• TASK BRIEF:
Repeat only the stretch of lines below that runs from the line with "before the two" through the line with "prefix-first order would", unaltered.

• INFORMATION PROVIDED:

'''

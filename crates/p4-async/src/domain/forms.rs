//! Command forms
//!
//! Argument shaping and result post-processing for the run-wrap methods.
//! Both the inline and the asynchronous execution path go through the same
//! form, so the shaping exists exactly once.

use p4_types::Record;

use crate::domain::operation::RunWrapMethod;
use crate::error::{AdapterError, Result};

/// Arguments for a resolved operation call.
#[derive(Debug, Clone, Default, PartialEq, Eq)]
pub struct OperationArgs {
    /// Positional command arguments.
    pub args: Vec<String>,
    /// Record for the session input buffer (save-one, submit, login).
    pub input: Option<Record>,
}

impl OperationArgs {
    pub fn new<I, A>(args: I) -> Self
    where
        I: IntoIterator<Item = A>,
        A: Into<String>,
    {
        Self {
            args: args.into_iter().map(Into::into).collect(),
            input: None,
        }
    }

    /// Attach an input record.
    #[must_use]
    pub fn with_input(mut self, input: Record) -> Self {
        self.input = Some(input);
        self
    }
}

/// A command ready to hand to the session.
#[derive(Debug, Clone, PartialEq, Eq)]
pub struct PreparedCommand {
    pub command: String,
    pub args: Vec<String>,
    /// Set as the session input buffer right before the run.
    pub input: Option<Vec<Record>>,
}

/// Shaping rules of one run-wrap method.
#[derive(Debug, Clone, Copy, PartialEq, Eq)]
pub struct CommandForm {
    method: RunWrapMethod,
}

impl CommandForm {
    #[must_use]
    pub const fn new(method: RunWrapMethod) -> Self {
        Self { method }
    }

    #[must_use]
    pub const fn method(&self) -> RunWrapMethod {
        self.method
    }

    /// Shape caller arguments into the command the session runs.
    pub fn prepare(&self, call: OperationArgs) -> Result<PreparedCommand> {
        let command = self.method.command().to_string();
        let OperationArgs { args, input } = call;

        let (args, input) = match self.method {
            RunWrapMethod::Submit | RunWrapMethod::Shelve => match input {
                Some(spec) => (prepend("-i", args), Some(vec![spec])),
                None => (args, None),
            },
            RunWrapMethod::DeleteShelve => {
                self.reject_input(input.as_ref())?;
                let args = match args.as_slice() {
                    [change] if !change.starts_with('-') => {
                        vec!["-d".to_string(), "-c".to_string(), change.clone()]
                    }
                    _ => prepend("-d", args),
                };
                (args, None)
            }
            RunWrapMethod::Login => (args, input.map(|password| vec![password])),
            RunWrapMethod::Password => {
                self.reject_input(input.as_ref())?;
                let [old, new] = <[String; 2]>::try_from(args).map_err(|args| {
                    self.invalid(format!("expected old and new password, got {} args", args.len()))
                })?;
                let mut answers = Vec::with_capacity(3);
                if !old.is_empty() {
                    answers.push(Record::Text(old));
                }
                answers.push(Record::Text(new.clone()));
                answers.push(Record::Text(new));
                (Vec::new(), Some(answers))
            }
            RunWrapMethod::Filelog | RunWrapMethod::Print | RunWrapMethod::Resolve => {
                self.reject_input(input.as_ref())?;
                (args, None)
            }
        };

        Ok(PreparedCommand {
            command,
            args,
            input,
        })
    }

    /// Post-process the records the session returned.
    #[must_use]
    pub fn finish(&self, records: Vec<Record>) -> Vec<Record> {
        match self.method {
            RunWrapMethod::Filelog => records.into_iter().filter(Record::is_structured).collect(),
            RunWrapMethod::Print => merge_content_chunks(records),
            _ => records,
        }
    }

    fn reject_input(&self, input: Option<&Record>) -> Result<()> {
        match input {
            Some(_) => Err(self.invalid("does not take an input record".to_string())),
            None => Ok(()),
        }
    }

    fn invalid(&self, reason: String) -> AdapterError {
        AdapterError::InvalidArguments {
            operation: self.method.name().to_string(),
            reason,
        }
    }
}

fn prepend(flag: &str, args: Vec<String>) -> Vec<String> {
    std::iter::once(flag.to_string()).chain(args).collect()
}

/// `print` streams a file's content as several chunks after its header
/// record; join consecutive chunks of the same kind into one record.
fn merge_content_chunks(records: Vec<Record>) -> Vec<Record> {
    let mut merged: Vec<Record> = Vec::with_capacity(records.len());
    for record in records {
        let joined = match (merged.last_mut(), &record) {
            (Some(Record::Text(acc)), Record::Text(chunk)) => {
                acc.push_str(chunk);
                true
            }
            (Some(Record::Binary(acc)), Record::Binary(chunk)) => {
                acc.extend_from_slice(chunk);
                true
            }
            _ => false,
        };
        if !joined {
            merged.push(record);
        }
    }
    merged
}
//! Operation names
//!
//! Classifies an operation name into the strategy that serves it. The
//! classification is a pure function of the name and two fixed membership
//! sets; nothing is registered or cached at runtime.
//!
//! Rules, first match wins, in this order:
//!
//! | Name | Strategy |
//! |------|----------|
//! | `arun` | explicit run, first argument is the command |
//! | `a<simple>` | blocking method submitted directly |
//! | `a<run-wrap>` | synchronous form executed asynchronously |
//! | `arun_<cmd>` | run `cmd` |
//! | `adelete_<cmd>` | run `cmd -d` |
//! | `afetch_<cmd>` | fetch-one |
//! | `asave_<cmd>` | save-one |
//! | `aiterate_<cmd>` | iterate-many |
//!
//! This order deliberately differs from a plain prefix-first reading, in
//! which `arun_<cmd>` and `adelete_<cmd>` would be tried before the two
//! membership sets. Here the sets are exact names and are always checked
//! first. Every run-wrap member starts with `run_` or `delete_`, so the
//! prefix-first order would read `arun_submit` as a plain `submit` run and
//! drop its input shaping. `arun_tickets` likewise resolves to the simple
//! method, not to `arun("tickets")`.

use std::fmt;

/// Blocking session methods submitted as-is.
#[derive(Debug, Clone, Copy, PartialEq, Eq, Hash)]
pub enum SimpleMethod {
    Connect,
    Disconnect,
    RunTickets,
}

/// The simple-wrap membership set.
pub const SIMPLE_WRAP_METHODS: [SimpleMethod; 3] = [
    SimpleMethod::Connect,
    SimpleMethod::Disconnect,
    SimpleMethod::RunTickets,
];

impl SimpleMethod {
    /// The blocking method name.
    #[must_use]
    pub const fn name(self) -> &'static str {
        match self {
            Self::Connect => "connect",
            Self::Disconnect => "disconnect",
            Self::RunTickets => "run_tickets",
        }
    }

    fn from_name(name: &str) -> Option<Self> {
        SIMPLE_WRAP_METHODS.into_iter().find(|m| m.name() == name)
    }
}

/// Multi-step commands whose synchronous form shapes arguments or input.
#[derive(Debug, Clone, Copy, PartialEq, Eq, Hash)]
pub enum RunWrapMethod {
    Submit,
    Shelve,
    DeleteShelve,
    Login,
    Password,
    Filelog,
    Print,
    Resolve,
}

/// The run-wrap membership set.
pub const RUN_WRAP_METHODS: [RunWrapMethod; 8] = [
    RunWrapMethod::Submit,
    RunWrapMethod::Shelve,
    RunWrapMethod::DeleteShelve,
    RunWrapMethod::Login,
    RunWrapMethod::Password,
    RunWrapMethod::Filelog,
    RunWrapMethod::Print,
    RunWrapMethod::Resolve,
];

impl RunWrapMethod {
    /// The synchronous method name.
    #[must_use]
    pub const fn name(self) -> &'static str {
        match self {
            Self::Submit => "run_submit",
            Self::Shelve => "run_shelve",
            Self::DeleteShelve => "delete_shelve",
            Self::Login => "run_login",
            Self::Password => "run_password",
            Self::Filelog => "run_filelog",
            Self::Print => "run_print",
            Self::Resolve => "run_resolve",
        }
    }

    /// The server command the method ends up running.
    #[must_use]
    pub const fn command(self) -> &'static str {
        match self {
            Self::Submit => "submit",
            Self::Shelve | Self::DeleteShelve => "shelve",
            Self::Login => "login",
            Self::Password => "passwd",
            Self::Filelog => "filelog",
            Self::Print => "print",
            Self::Resolve => "resolve",
        }
    }

    fn from_name(name: &str) -> Option<Self> {
        RUN_WRAP_METHODS.into_iter().find(|m| m.name() == name)
    }
}

/// A classified operation name.
#[derive(Debug, Clone, PartialEq, Eq, Hash)]
pub enum OperationName {
    /// `arun`: the command is the first call argument.
    Explicit,
    /// `arun_<cmd>`
    Run { command: String },
    /// `adelete_<cmd>`
    Delete { command: String },
    /// `afetch_<cmd>`
    Fetch { command: String },
    /// `asave_<cmd>`
    Save { command: String },
    /// `aiterate_<cmd>`
    Iterate { command: String },
    /// `a` + simple-wrap method
    Simple(SimpleMethod),
    /// `a` + run-wrap method
    RunWrap(RunWrapMethod),
}

impl OperationName {
    /// Classify `name`, or `None` if no rule matches.
    ///
    /// A prefix with an empty command (`arun_`) does not match its rule.
    #[must_use]
    pub fn parse(name: &str) -> Option<Self> {
        if name == "arun" {
            return Some(Self::Explicit);
        }

        if let Some(method) = name.strip_prefix('a') {
            if let Some(simple) = SimpleMethod::from_name(method) {
                return Some(Self::Simple(simple));
            }
            if let Some(wrapped) = RunWrapMethod::from_name(method) {
                return Some(Self::RunWrap(wrapped));
            }
        }

        let command = |prefix: &str| {
            name.strip_prefix(prefix)
                .filter(|cmd| !cmd.is_empty())
                .map(str::to_string)
        };

        if let Some(command) = command("arun_") {
            return Some(Self::Run { command });
        }
        if let Some(command) = command("adelete_") {
            return Some(Self::Delete { command });
        }
        if let Some(command) = command("afetch_") {
            return Some(Self::Fetch { command });
        }
        if let Some(command) = command("asave_") {
            return Some(Self::Save { command });
        }
        command("aiterate_").map(|command| Self::Iterate { command })
    }
}

impl fmt::Display for OperationName {
    fn fmt(&self, f: &mut fmt::Formatter<'_>) -> fmt::Result {
        match self {
            Self::Explicit => write!(f, "arun"),
            Self::Run { command } => write!(f, "arun_{command}"),
            Self::Delete { command } => write!(f, "adelete_{command}"),
            Self::Fetch { command } => write!(f, "afetch_{command}"),
            Self::Save { command } => write!(f, "asave_{command}"),
            Self::Iterate { command } => write!(f, "aiterate_{command}"),
            Self::Simple(method) => write!(f, "a{}", method.name()),
            Self::RunWrap(method) => write!(f, "a{}", method.name()),
        }
    }
}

'''

• EXERCISE RESULT:
//! which `arun_<cmd>` and `adelete_<cmd>` would be tried before the two
//! membership sets. Here the sets are exact names and are always checked
//! first. Every run-wrap member starts with `run_` or `delete_`, so the
//! prefix-first order would read `arun_submit` as a plain `submit` run and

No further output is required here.